Big Data Fundamentals, Big Data Platform Knowledge, and Big Data Scenario Applications.
Big data basics have three main parts: math, statistics and computers;
Big data platform knowledge: is the basis of big data development, often to build Hadoop, Spark platform;
Currently, a big data engineer's monthly salary is easily more than 10,000, and an engineer with several years of experience has a salary ranging from 400,000 to 1,600,000 yuan. The salary of an engineer with a few years of experience ranges from 400,000 to 1,600,000 yuan, while the more top-notch big data technology talents easily earn more than a million dollars a year.
Engaged in the big data, need to master what technology
1, Java programming
Java language is the foundation, you can write Web applications, desktop applications, distributed systems, embedded systems applications, etc. The Java language has a lot of advantages, and its cross-platform ability to win the favor of many engineers.
2, Linux basic operating commands
Big data development is generally carried out in the Linux environment. Big data engineers use commands mainly in three areas: view processes, including CPU, memory; troubleshooting, locate the problem; troubleshooting the cause of system slowdowns and so on.
3, Hadoop
Hadoop in the most used HDFS clusters and MapReduce framework. HDFS stores data and optimizes the access process.

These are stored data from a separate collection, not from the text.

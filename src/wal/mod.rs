//! Write-ahead log: append-only durable log of entity mutations with
//! snapshot compaction and crash-recovery replay.
//!
//! Grounded on the append/read/cleanup contract of the teacher's
//! `InMemoryEventStore` (`enterprise/eventsource/store.rs`) — global
//! sequencing, per-stream versioning — generalized here from an in-memory
//! event stream to a durable JSON-lines file, since spec §4.1 requires
//! on-disk durability rather than a test double.

pub mod snapshot;

use crate::entity::{key_string, Edge, Entity};
use crate::error::{FiberError, FiberResult};
use chrono::{DateTime, Utc};
use parking_lot::Mutex;
use serde::{Deserialize, Serialize};
use snapshot::Snapshot;
use std::collections::BTreeMap;
use std::fs::{File, OpenOptions};
use std::io::{BufRead, BufReader, Write};
use std::path::{Path, PathBuf};
use std::sync::atomic::{AtomicU64, Ordering};

/// The five mutation kinds a log entry can carry (spec §3).
#[derive(Debug, Clone, Copy, PartialEq, Eq, Serialize, Deserialize)]
#[serde(rename_all = "SCREAMING_SNAKE_CASE")]
pub enum Operation {
    /// First write of a new `(type, id)`.
    Insert,
    /// Overwrite of an existing `(type, id)`.
    Update,
    /// Removal of a `(type, id)`.
    Delete,
    /// Append an edge to an entity.
    AddEdge,
    /// Remove an edge from an entity by id.
    RemoveEdge,
}

/// A single WAL record. `data` is required for `Insert`/`Update`; `edge_data`
/// is required for `AddEdge`/`RemoveEdge`.
#[derive(Debug, Clone, Serialize, Deserialize)]
pub struct LogEntry {
    /// Wall-clock time the entry was appended. Not used for replay
    /// ordering (see `logical_seq`) because wall-clock time is not
    /// monotonic; retained because spec §3 requires it verbatim.
    pub timestamp: DateTime<Utc>,
    /// Monotonic logical counter, strictly increasing per WAL instance.
    /// Resolves the clock-skew open question in spec §9: replay ordering
    /// uses this field, never `timestamp`.
    pub logical_seq: u64,
    /// Mutation kind.
    pub operation: Operation,
    /// Entity type the mutation applies to.
    pub entity_type: String,
    /// Entity id the mutation applies to.
    pub entity_id: String,
    /// Full entity payload, for Insert/Update.
    #[serde(default, skip_serializing_if = "Option::is_none")]
    pub data: Option<Entity>,
    /// Edge payload, for AddEdge/RemoveEdge.
    #[serde(default, skip_serializing_if = "Option::is_none")]
    pub edge_data: Option<Edge>,
    /// Optional grouping id for multi-entry transactions. FiberDB does not
    /// provide cross-entity atomicity (spec §1 Non-goals); this is
    /// informational only.
    #[serde(default, skip_serializing_if = "Option::is_none")]
    pub transaction_id: Option<String>,
}

/// `{entriesInMemory, lastCompaction, walSizeBytes}` per spec §4.1.
#[derive(Debug, Clone, Default)]
pub struct WalStats {
    /// Entries accumulated since the last compaction.
    pub entries_in_memory: usize,
    /// When compaction last ran, if ever.
    pub last_compaction: Option<DateTime<Utc>>,
    /// Current size of `wal.log` in bytes.
    pub wal_size_bytes: u64,
}

/// The durable write-ahead log for one FiberDB data directory.
///
/// WAL writes are serialized: `write_entry` holds an exclusive lock across
/// the file append, fsync, and in-memory buffer mutation, matching the
/// concurrency contract in spec §5.
pub struct Wal {
    dir: PathBuf,
    log_path: PathBuf,
    file: Mutex<File>,
    buffer: Mutex<Vec<LogEntry>>,
    compaction_threshold: usize,
    last_compaction: Mutex<Option<DateTime<Utc>>>,
    logical_counter: AtomicU64,
    enabled: bool,
}

impl Wal {
    /// Open (creating if necessary) the WAL rooted at `dir`.
    pub fn open(dir: impl AsRef<Path>, compaction_threshold: usize, enabled: bool) -> FiberResult<Self> {
        let dir = dir.as_ref().to_path_buf();
        std::fs::create_dir_all(&dir)?;
        let log_path = dir.join("wal.log");
        let file = OpenOptions::new()
            .create(true)
            .append(true)
            .open(&log_path)?;

        Ok(Self {
            dir,
            log_path,
            file: Mutex::new(file),
            buffer: Mutex::new(Vec::new()),
            compaction_threshold,
            last_compaction: Mutex::new(None),
            logical_counter: AtomicU64::new(0),
            enabled,
        })
    }

    /// Append `entry` as one JSON-encoded line, flush/fsync, then update the
    /// in-memory buffer. If the disk append fails, the in-memory buffer is
    /// left untouched and the error is surfaced. When the buffer reaches
    /// `compaction_threshold`, compaction runs synchronously as part of this
    /// call.
    pub fn write_entry(&self, mut entry: LogEntry) -> FiberResult<()> {
        entry.logical_seq = self.logical_counter.fetch_add(1, Ordering::SeqCst) + 1;

        if !self.enabled {
            // WAL durability disabled: still track the in-memory buffer so
            // compaction-threshold bookkeeping (used by callers inspecting
            // `stats()`) behaves consistently, but never touch disk.
            self.buffer.lock().push(entry);
            return Ok(());
        }

        let line = serde_json::to_string(&entry)?;
        {
            let mut file = self.file.lock();
            file.write_all(line.as_bytes())?;
            file.write_all(b"\n")?;
            file.flush()?;
            file.sync_data()?;
        }

        let should_compact = {
            let mut buffer = self.buffer.lock();
            buffer.push(entry);
            buffer.len() >= self.compaction_threshold
        };

        tracing::debug!(entries_in_memory = self.buffer.lock().len(), "wal entry appended");

        if should_compact {
            self.compact()?;
        }
        Ok(())
    }

    /// Replay the log into an entity map: load the most recent snapshot (if
    /// any), then apply every log line whose `logical_seq` is greater than
    /// the snapshot's high-water mark, in file order. Malformed lines are
    /// skipped with a warning; they never abort replay.
    pub fn replay(&self) -> FiberResult<BTreeMap<String, Entity>> {
        let snapshot_path = Snapshot::find_latest(&self.dir)?;
        let (mut entities, since_seq) = match &snapshot_path {
            Some(path) => {
                let snapshot = Snapshot::read_from(path)?;
                (snapshot.entities, 0u64)
            }
            None => (BTreeMap::new(), 0u64),
        };

        if !self.log_path.exists() {
            return Ok(entities);
        }

        let file = File::open(&self.log_path)?;
        let reader = BufReader::new(file);
        let mut max_seq_seen = since_seq;

        for (line_no, line) in reader.lines().enumerate() {
            let line = line?;
            if line.trim().is_empty() {
                continue;
            }
            match serde_json::from_str::<LogEntry>(&line) {
                Ok(entry) => {
                    max_seq_seen = max_seq_seen.max(entry.logical_seq);
                    apply_entry(&mut entities, entry);
                }
                Err(err) => {
                    tracing::warn!(line = line_no, error = %err, "skipping corrupt wal line");
                }
            }
        }

        self.logical_counter.store(max_seq_seen, Ordering::SeqCst);
        Ok(entities)
    }

    /// Materialize current logical state via `replay`, write it to
    /// `wal.log.snapshot.<timestamp>`, truncate the log to empty, reset the
    /// in-memory buffer, and set `lastCompaction = now`. The snapshot write
    /// happens before truncation, so a failure during compaction leaves the
    /// log intact. After writing, snapshots beyond the three most recent
    /// are deleted.
    pub fn compact(&self) -> FiberResult<()> {
        let entities = self.replay()?;
        let now = Utc::now();
        let snapshot = Snapshot::new(entities, now);

        snapshot.write_to(&self.dir)?;

        let mut file_guard = self.file.lock();
        // Truncate in place, then seek the shared handle back to the start
        // so subsequent appends land at offset 0.
        file_guard.set_len(0)?;
        file_guard.sync_data()?;
        drop(file_guard);
        *self.file.lock() = OpenOptions::new()
            .create(true)
            .append(true)
            .open(&self.log_path)?;

        self.buffer.lock().clear();
        *self.last_compaction.lock() = Some(now);

        Snapshot::prune_old(&self.dir)?;
        tracing::info!(total_entries = snapshot.metadata.total_entries, "wal compacted");
        Ok(())
    }

    /// `{entriesInMemory, lastCompaction, walSizeBytes}`.
    pub fn stats(&self) -> WalStats {
        let wal_size_bytes = std::fs::metadata(&self.log_path).map(|m| m.len()).unwrap_or(0);
        WalStats {
            entries_in_memory: self.buffer.lock().len(),
            last_compaction: *self.last_compaction.lock(),
            wal_size_bytes,
        }
    }

    /// Root data directory for this WAL (used by the migrator and engine to
    /// locate sibling legacy trees).
    pub fn data_dir(&self) -> &Path {
        &self.dir
    }
}

/// Apply a single log entry's mutation to an in-memory entity map, per the
/// replay semantics table in spec §4.1.
fn apply_entry(entities: &mut BTreeMap<String, Entity>, entry: LogEntry) {
    let key = key_string(&entry.entity_type, &entry.entity_id);
    match entry.operation {
        Operation::Insert | Operation::Update => {
            if let Some(data) = entry.data {
                entities.insert(key, data);
            } else {
                tracing::warn!(op = ?entry.operation, %key, "missing data payload for insert/update entry");
            }
        }
        Operation::Delete => {
            entities.remove(&key);
        }
        Operation::AddEdge => {
            if let (Some(entity), Some(edge)) = (entities.get_mut(&key), entry.edge_data) {
                entity.upsert_edge(edge);
                entity.metadata.updated = entry.timestamp;
            }
        }
        Operation::RemoveEdge => {
            if let (Some(entity), Some(edge)) = (entities.get_mut(&key), entry.edge_data) {
                entity.remove_edge(&edge.id);
                entity.metadata.updated = entry.timestamp;
            }
        }
    }
}

/// Build an INSERT/UPDATE log entry for `entity`.
pub fn entry_for_write(entity: &Entity, is_update: bool, now: DateTime<Utc>) -> LogEntry {
    LogEntry {
        timestamp: now,
        logical_seq: 0,
        operation: if is_update { Operation::Update } else { Operation::Insert },
        entity_type: entity.entity_type.clone(),
        entity_id: entity.id.clone(),
        data: Some(entity.clone()),
        edge_data: None,
        transaction_id: None,
    }
}

/// Build a DELETE log entry.
pub fn entry_for_delete(entity_type: &str, entity_id: &str, now: DateTime<Utc>) -> LogEntry {
    LogEntry {
        timestamp: now,
        logical_seq: 0,
        operation: Operation::Delete,
        entity_type: entity_type.to_string(),
        entity_id: entity_id.to_string(),
        data: None,
        edge_data: None,
        transaction_id: None,
    }
}

/// Build an ADD_EDGE/REMOVE_EDGE log entry.
pub fn entry_for_edge(
    entity_type: &str,
    entity_id: &str,
    edge: Edge,
    add: bool,
    now: DateTime<Utc>,
) -> LogEntry {
    LogEntry {
        timestamp: now,
        logical_seq: 0,
        operation: if add { Operation::AddEdge } else { Operation::RemoveEdge },
        entity_type: entity_type.to_string(),
        entity_id: entity_id.to_string(),
        data: None,
        edge_data: Some(edge),
        transaction_id: None,
    }
}

/// Surface a corrupt-entry error without tying callers to the WAL's
/// internal skip-and-continue policy (used by tests exercising the policy
/// table in spec §7 directly).
pub fn parse_entry(line: &str) -> FiberResult<LogEntry> {
    serde_json::from_str(line).map_err(|e| FiberError::CorruptLogEntry(e.to_string()))
}

#[cfg(test)]
mod tests {
    use super::*;
    use tempfile::tempdir;

    fn sample_entity(id: &str) -> Entity {
        Entity::new("customer", id, Utc::now())
    }

    #[test]
    fn write_then_replay_round_trips() {
        let dir = tempdir().unwrap();
        let wal = Wal::open(dir.path(), 1_000, true).unwrap();
        let e = sample_entity("c1");
        wal.write_entry(entry_for_write(&e, false, Utc::now())).unwrap();

        let entities = wal.replay().unwrap();
        assert_eq!(entities.len(), 1);
        assert!(entities.contains_key("customer:c1"));
    }

    #[test]
    fn compaction_truncates_log_and_keeps_state() {
        let dir = tempdir().unwrap();
        let wal = Wal::open(dir.path(), 3, true).unwrap();
        for i in 0..3 {
            let e = sample_entity(&format!("c{i}"));
            wal.write_entry(entry_for_write(&e, false, Utc::now())).unwrap();
        }
        // Third write crossed the threshold and triggered compaction.
        let stats = wal.stats();
        assert_eq!(stats.entries_in_memory, 0);
        assert!(stats.last_compaction.is_some());

        let entities = wal.replay().unwrap();
        assert_eq!(entities.len(), 3);
    }

    #[test]
    fn delete_removes_entity_on_replay() {
        let dir = tempdir().unwrap();
        let wal = Wal::open(dir.path(), 1_000, true).unwrap();
        let e = sample_entity("c1");
        wal.write_entry(entry_for_write(&e, false, Utc::now())).unwrap();
        wal.write_entry(entry_for_delete("customer", "c1", Utc::now())).unwrap();

        let entities = wal.replay().unwrap();
        assert!(entities.is_empty());
    }

    #[test]
    fn corrupt_line_between_valid_entries_is_skipped() {
        let dir = tempdir().unwrap();
        let wal = Wal::open(dir.path(), 1_000, true).unwrap();
        wal.write_entry(entry_for_write(&sample_entity("c1"), false, Utc::now()))
            .unwrap();

        {
            let mut file = OpenOptions::new().append(true).open(dir.path().join("wal.log")).unwrap();
            writeln!(file, "not valid json at all {{").unwrap();
        }

        wal.write_entry(entry_for_write(&sample_entity("c2"), false, Utc::now()))
            .unwrap();

        let entities = wal.replay().unwrap();
        assert_eq!(entities.len(), 2);
        assert!(entities.contains_key("customer:c1"));
        assert!(entities.contains_key("customer:c2"));
    }

    #[test]
    fn parse_entry_surfaces_corrupt_log_entry_error() {
        let result = parse_entry("not json");
        assert!(matches!(result, Err(FiberError::CorruptLogEntry(_))));
    }

    #[test]
    fn add_and_remove_edge_replay_correctly() {
        let dir = tempdir().unwrap();
        let wal = Wal::open(dir.path(), 1_000, true).unwrap();
        wal.write_entry(entry_for_write(&sample_entity("c1"), false, Utc::now()))
            .unwrap();

        let edge = Edge {
            id: "e1".into(),
            edge_type: "EMPLOYS".into(),
            target: "user:u1".into(),
            properties: None,
        };
        wal.write_entry(entry_for_edge("customer", "c1", edge.clone(), true, Utc::now()))
            .unwrap();
        let entities = wal.replay().unwrap();
        assert_eq!(entities["customer:c1"].edges.len(), 1);

        wal.write_entry(entry_for_edge("customer", "c1", edge, false, Utc::now()))
            .unwrap();
        let entities = wal.replay().unwrap();
        assert!(entities["customer:c1"].edges.is_empty());
    }
}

MapReduce facilitates engineers to write applications.
4, HBase
HBase can be random, real-time reading and writing of big data, more suitable for unstructured data storage, the core is a distributed, column-oriented Apache HBase database. HBase as Hadoop's data to see, its application, architecture and advanced use of big data development is very important.
5, Hive
Hive as a data warehouse tool for Hadoop, which facilitates data aggregation and statistical analysis.
6, ZooKeeper
ZooKeeper is an important component of Hadoop and Hbase, which can be coordinated as a distributed application.ZooKeeper's functions are mainly: configuration maintenance, domain name service, distributed synchronization, component services.
7, Phoenix
Phoenix is an open source sql engine, is written in Java language.
8, Avro and Protobuf
Avro, Protobuf is suitable for data storage data serialization system , there are richer types of data structures , can be communicated between many different languages.
9, Cassandra
Apache Cassandra is running on the server or cloud infrastructure can provide the perfect platform for data database, with high performance, scalability, high linearity.
Cassandra supports replication between data centers, low latency, and immunity to power outages. Its data model has column indexes, high-performance views, and built-in caching.
10, Kafka
Kafka can be clustered to provide real-time messages distributed publish-subscribe messaging system with high throughput, mainly using Hadoop's parallel loading to unify online and offline message processing.
11, Spark
Spark is designed for large-scale data processing and fast general-purpose computing engine, which provides a comprehensive, unified framework for managing a variety of different nature of the data set and data sources of big data processing needs, big data development needs to master the Spark foundation, SparkJob, Spark RDD, Spark job deployment and resource allocation, Spark shuffle, Spark memory management, Spark broadcast variables, Spark SQL, Spark Streaming and Spark ML and other related knowledge.
12, Flume
Flume is a massive log processing system, with high availability, high reliability, distributed features, you can collect, aggregate and transmit logs.Flume can be customized to the data sender to collect the data, but also can be a simple processing of the data to write to the data receiver.
In addition to the skills of the big data industry mentioned here, if you want to have a longer and smoother development, you need to continue to cultivate their own skills.